Telcos for a long-time have been calling for a “level playing field” when it comes to regulatory regimes that cover communications and content.
They aren’t happy that rules applying to them in relation to service availability, pricing and competition, for instance, aren’t always applied to “big-tech” companies like Amazon, Google, Microsoft, Facebook, Apple and others.
Big-tech has increasingly taken market share from telcos in data communications and its bandwidth-heavy over-the-top content is piggy-backing on the networks that telcos/communication service providers have built at great cost.
Not only that, big-tech is able to scrape the bulk of customer data that goes over those networks, almost unhindered, to help these companies grow even bigger.
Big-tech has also been accused of possessing undue political power and technical hegemony in many markets through buying up multiple start-ups that could potentially create competition.
US president Joe Biden has now threatened in an executive order to “vigorously” enforce anti-trust laws, which many believe big-tech has unfairly avoided despite holding massive market power.
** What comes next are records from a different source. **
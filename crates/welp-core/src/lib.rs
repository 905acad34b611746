//! Shared domain types for the welp restaurant search.
//!
//! Holds the validated search input, coordinates, restaurant records as they
//! cross the provider boundary, persisted history entries, and the
//! environment-driven application configuration.

pub mod app_config;
pub mod config;
pub mod geo;
pub mod history;
pub mod restaurant;
pub mod validate;

use thiserror::Error;

pub use app_config::{AppConfig, Environment};
pub use config::{load_app_config, load_app_config_from_env};
pub use geo::Coordinate;
pub use history::HistoryEntry;
pub use restaurant::{FilteredResult, RestaurantCandidate};
pub use validate::{validate_credentials, SearchRequest, ValidationError, DEFAULT_MIN_BUDGET};

#[derive(Debug, Error)]
pub enum ConfigError {
    #[error("missing required environment variable: {0}")]
    MissingEnvVar(String),

    #[error("invalid value for {var}: {reason}")]
    InvalidEnvVar { var: String, reason: String },
}
//! Budget filter over a page of directory candidates.

use std::sync::Arc;

use rust_decimal::Decimal;
use welp_core::{FilteredResult, RestaurantCandidate};

/// Number of candidates examined per search; the directory's single-page size.
pub const PAGE_LIMIT: usize = 20;

/// The ordered restaurants accepted for one search.
///
/// Immutable and cheap to clone; a new search replaces it wholesale.
#[derive(Debug, Clone, PartialEq)]
pub struct ResultSet(Arc<[FilteredResult]>);

impl ResultSet {
    #[must_use]
    pub fn empty() -> Self {
        Self(Arc::from(Vec::new()))
    }

    #[must_use]
    pub fn len(&self) -> usize {
        self.0.len()
    }

    #[must_use]
    pub fn is_empty(&self) -> bool {
        self.0.is_empty()
    }

    #[must_use]
    pub fn get(&self, index: usize) -> Option<&FilteredResult> {
        self.0.get(index)
    }

    pub fn iter(&self) -> std::slice::Iter<'_, FilteredResult> {
        self.0.iter()
    }

    #[must_use]
    pub fn as_slice(&self) -> &[FilteredResult] {
        &self.0
    }
}

impl Default for ResultSet {
    fn default() -> Self {
        Self::empty()
    }
}

impl From<Vec<FilteredResult>> for ResultSet {
    fn from(results: Vec<FilteredResult>) -> Self {
        Self(Arc::from(results))
    }
}

impl<'a> IntoIterator for &'a ResultSet {
    type Item = &'a FilteredResult;
    type IntoIter = std::slice::Iter<'a, FilteredResult>;

    fn into_iter(self) -> Self::IntoIter {
        self.iter()
    }
}

/// Keeps the candidates whose cost for one person fits the budget.
///
/// Only the first [`PAGE_LIMIT`] candidates are examined. Cost for one is
/// half of `average_cost_for_two`; a cost of zero means the directory has no
/// price and the candidate is dropped. Candidates missing a name, address,
/// coordinate or cost are dropped too. Order is preserved.
#[must_use]
pub fn filter_candidates(candidates: &[RestaurantCandidate], budget_per_person: Decimal) -> ResultSet {
    if candidates.len() > PAGE_LIMIT {
        tracing::debug!(
            received = candidates.len(),
            limit = PAGE_LIMIT,
            "truncating directory page"
        );
    }

    candidates
        .iter()
        .take(PAGE_LIMIT)
        .filter_map(|candidate| accept(candidate, budget_per_person))
        .collect::<Vec<_>>()
        .into()
}

fn accept(candidate: &RestaurantCandidate, budget_per_person: Decimal) -> Option<FilteredResult> {
    let (Some(name), Some(address), Some(coordinate), Some(cost_for_two)) = (
        candidate.name.as_ref(),
        candidate.address.as_ref(),
        candidate.coordinate,
        candidate.average_cost_for_two,
    ) else {
        tracing::debug!(name = ?candidate.name, "dropping incomplete candidate");
        return None;
    };

    let cost_for_one = cost_for_two / Decimal::TWO;
    if cost_for_one.is_zero() || cost_for_one > budget_per_person {
        return None;
    }

    Some(FilteredResult {
        name: name.clone(),
        address: address.clone(),
        coordinate,
        average_cost_for_two: cost_for_two,
        rating: candidate.rating.clone(),
    })
}
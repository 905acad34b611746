//! Per-user search state: generation counter, identity, current results and
//! the view that shows them.

use welp_core::Coordinate;

use crate::error::ViewError;
use crate::filter::ResultSet;
use crate::identity::Identity;
use crate::view::{ViewEvent, ViewSurface, ViewSynchronizer};

/// Proof that a search was started, carrying its generation.
#[derive(Debug, Clone, Copy, PartialEq, Eq)]
pub struct SearchTicket {
    generation: u64,
}

impl SearchTicket {
    #[must_use]
    pub fn generation(&self) -> u64 {
        self.generation
    }
}

pub struct SearchSession<V> {
    generation: u64,
    in_flight: Option<u64>,
    identity: Option<Identity>,
    results: ResultSet,
    user_position: Option<Coordinate>,
    view: ViewSynchronizer<V>,
}

impl<V: ViewSurface> SearchSession<V> {
    pub fn new(surface: V) -> Self {
        Self {
            generation: 0,
            in_flight: None,
            identity: None,
            results: ResultSet::empty(),
            user_position: None,
            view: ViewSynchronizer::new(surface),
        }
    }

    /// Starts a new search. Any earlier ticket becomes stale.
    pub fn begin(&mut self) -> SearchTicket {
        self.generation += 1;
        self.in_flight = Some(self.generation);
        SearchTicket {
            generation: self.generation,
        }
    }

    #[must_use]
    pub fn current_generation(&self) -> u64 {
        self.generation
    }

    #[must_use]
    pub fn is_current(&self, ticket: SearchTicket) -> bool {
        ticket.generation == self.generation
    }

    /// True between `begin` and the settle of the newest search. Front ends
    /// use this to refuse resubmission.
    #[must_use]
    pub fn is_searching(&self) -> bool {
        self.in_flight.is_some()
    }

    #[must_use]
    pub fn identity(&self) -> Option<&Identity> {
        self.identity.as_ref()
    }

    pub fn sign_in(&mut self, identity: Identity) {
        tracing::info!(email = %identity.email, "signed in");
        self.identity = Some(identity);
    }

    /// Drops the identity and resets the page.
    pub fn sign_out(&mut self) {
        if let Some(identity) = self.identity.take() {
            tracing::info!(email = %identity.email, "signed out");
        }
        self.reset();
    }

    /// Clears results and view. Outstanding tickets become stale.
    pub fn reset(&mut self) {
        self.generation += 1;
        self.in_flight = None;
        self.results = ResultSet::empty();
        self.user_position = None;
        self.view.clear();
    }

    #[must_use]
    pub fn results(&self) -> &ResultSet {
        &self.results
    }

    #[must_use]
    pub fn user_position(&self) -> Option<Coordinate> {
        self.user_position
    }

    pub fn view(&self) -> &ViewSynchronizer<V> {
        &self.view
    }

    /// Forwards a map or list interaction. Never triggers a new search.
    ///
    /// # Errors
    ///
    /// Returns [`ViewError::UnknownIndex`] for an index outside the current
    /// result set.
    pub fn interact(&mut self, event: ViewEvent) -> Result<(), ViewError> {
        self.view.handle(event)
    }

    pub(crate) fn install(
        &mut self,
        ticket: SearchTicket,
        results: ResultSet,
        user_position: Option<Coordinate>,
    ) {
        debug_assert!(self.is_current(ticket));
        self.in_flight = None;
        self.view.render(&results, user_position);
        self.results = results;
        self.user_position = user_position;
    }

    /// Ends a failed search without touching what is on screen.
    pub(crate) fn abandon(&mut self, ticket: SearchTicket) {
        if self.in_flight == Some(ticket.generation) {
            self.in_flight = None;
        }
    }
}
The US Department of Justice (DOJ) and the Federal Trade Commission (FTC) are now expected to do the president’s bidding on anti-trust matters in a meaningful way. Already, it looks like the FTC will be taking a very close look at Amazon’s proposed takeover of MGM for $8.45 billion (€7.16 billion).
Biden recently appointed a lawyer, Lina Khan as chair of the FTC. Because Khan has previously criticised the way big-tech has operated, both Amazon and Facebook have already formerly requested that she does not have any involvement in FTC cases looking into the way they operate or have operated in the past.
If every judge or legislator was excluded from doing their job as a result of opinions they expressed before being appointed, we wouldn’t have a legal process. Their ultimate decisions have to be backed by the law and sometimes legal precedent.
Biden should tell Facebook and Amazon where to go. There were once a couple of all-powerful US companies called Standard Oil and Bell System … before they were broken up by the US government.
The author is Antony Savvas, a global freelance business technology journalist.